For every line in the entries that contains "ConfigUpdate", show the whole line.

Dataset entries
-- Opening Marker --

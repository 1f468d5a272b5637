use std::fs;
use std::path::Path;

use anyhow::{Context, Result};
use log::{debug, info};

use crate::builder::ProgressObserver;
use crate::config::ConfDir;
use crate::forest::ApproximateIndex;
use crate::hamming::Descriptor;
use crate::memory::MemoryMonitor;
use crate::search_config::{ConfigUpdate, SearchConfig};
use crate::searcher::SearchContext;
use crate::store::{DescriptorStore, FeatureCache, ImageId, ImageRecord};

/// 添加图片的结果
#[derive(Debug, Clone, Copy, PartialEq, Eq)]
pub enum AddOutcome {
    Added,
    PathUpdated,
    Skipped,
}

/// 配置目录中的描述符、索引和搜索配置
pub struct IMDB {
    conf_dir: ConfDir,
    store: DescriptorStore,
    config: SearchConfig,
}

impl IMDB {
    /// 打开配置目录，目录不存在时自动创建
    ///
    /// # Arguments
    ///
    /// * `conf_dir` - 配置目录
    pub fn open(conf_dir: ConfDir) -> Result<Self> {
        fs::create_dir_all(conf_dir.path())
            .with_context(|| format!("failed to create {}", conf_dir.path().display()))?;
        let config = read_config(&conf_dir.search_config())?;
        let store = DescriptorStore::open_or_default(conf_dir.features())?;
        Ok(Self { conf_dir, store, config })
    }

    pub fn conf_dir(&self) -> &ConfDir {
        &self.conf_dir
    }

    pub fn store(&self) -> &DescriptorStore {
        &self.store
    }

    pub fn config(&self) -> &SearchConfig {
        &self.config
    }

    /// 校验并保存配置更新，失败时配置文件保持不变
    pub fn update_config(&mut self, update: &ConfigUpdate) -> Result<&SearchConfig> {
        let new = self.config.apply(update)?;
        let path = self.conf_dir.search_config();
        let tmp = path.with_extension("tmp");
        fs::write(&tmp, serde_json::to_vec_pretty(&new)?)?;
        fs::rename(&tmp, &path)?;
        info!("配置已保存到 {}", path.display());
        self.config = new;
        Ok(&self.config)
    }

    /// 临时修改本次运行的配置，不写入文件
    pub fn override_config(&mut self, update: &ConfigUpdate) -> Result<&SearchConfig> {
        self.config = self.config.apply(update)?;
        Ok(&self.config)
    }

    /// 添加一张图片的描述符
    ///
    /// # Arguments
    ///
    /// * `id` - 源文件的哈希
    /// * `path` - 记录的图片路径
    /// * `descriptors` - 描述符，超过 `descriptor_count_target` 的部分被截断
    /// * `overwrite` - 图片已存在时是否更新路径
    pub fn add_image(
        &mut self,
        id: ImageId,
        path: &str,
        mut descriptors: Vec<Descriptor>,
        overwrite: bool,
    ) -> AddOutcome {
        if self.store.load(id).is_some() {
            if overwrite {
                self.store.update_path(id, path);
                return AddOutcome::PathUpdated;
            }
            return AddOutcome::Skipped;
        }
        descriptors.truncate(self.config.descriptor_count_target);
        self.store.insert(ImageRecord::new(id, path, descriptors));
        AddOutcome::Added
    }

    /// 删除源文件已不存在的记录，返回删除的数量
    ///
    /// 有记录被删除时旧的索引一并删除
    pub fn clean(&mut self) -> Result<usize> {
        let removed = self.store.retain(|record| Path::new(&record.path).exists());
        if removed > 0 {
            self.save_store()?;
            self.remove_index()?;
        }
        Ok(removed)
    }

    /// 删除已保存的索引，返回索引是否存在
    ///
    /// 索引不包含之后添加的图片，描述符变化后需要重新构建
    pub fn remove_index(&self) -> Result<bool> {
        let index = self.conf_dir.index();
        if !index.exists() {
            return Ok(false);
        }
        fs::remove_file(&index)?;
        info!("已删除过期的索引 {}", index.display());
        Ok(true)
    }

    pub fn save_store(&self) -> Result<()> {
        self.store.save(self.conf_dir.features())?;
        Ok(())
    }

    /// 构建索引并保存到配置目录
    pub fn build_index(&self, monitor: &dyn MemoryMonitor, observer: &dyn ProgressObserver) -> Result<ApproximateIndex> {
        let index = crate::builder::ingest(&self.store, &self.config, monitor, observer)?;
        index.save(self.conf_dir.index())?;
        Ok(index)
    }

    /// 读取已保存的索引
    pub fn load_index(&self) -> Result<Option<ApproximateIndex>> {
        let path = self.conf_dir.index();
        if !path.exists() {
            debug!("no index at {}", path.display());
            return Ok(None);
        }
        Ok(Some(ApproximateIndex::open(path)?))
    }

    /// 转换为搜索上下文，已保存的索引会被加载
    pub fn into_context(self) -> Result<SearchContext> {
        let index = self.load_index()?;
        let ctx = SearchContext::new(self.store, self.config)?;
        if let Some(index) = index {
            ctx.install_index(index);
        }
        Ok(ctx)
    }
}

fn read_config(path: &Path) -> Result<SearchConfig> {
    if !path.exists() {
        return Ok(SearchConfig::default());
    }
    let config: SearchConfig = serde_json::from_slice(&fs::read(path)?)
        .with_context(|| format!("failed to parse {}", path.display()))?;
    config.validate()?;
    Ok(config)
}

-- Closing Marker --

#### FINISHED TASK:
use crate::search_config::{ConfigUpdate, SearchConfig};
    pub fn update_config(&mut self, update: &ConfigUpdate) -> Result<&SearchConfig> {
    pub fn override_config(&mut self, update: &ConfigUpdate) -> Result<&SearchConfig> {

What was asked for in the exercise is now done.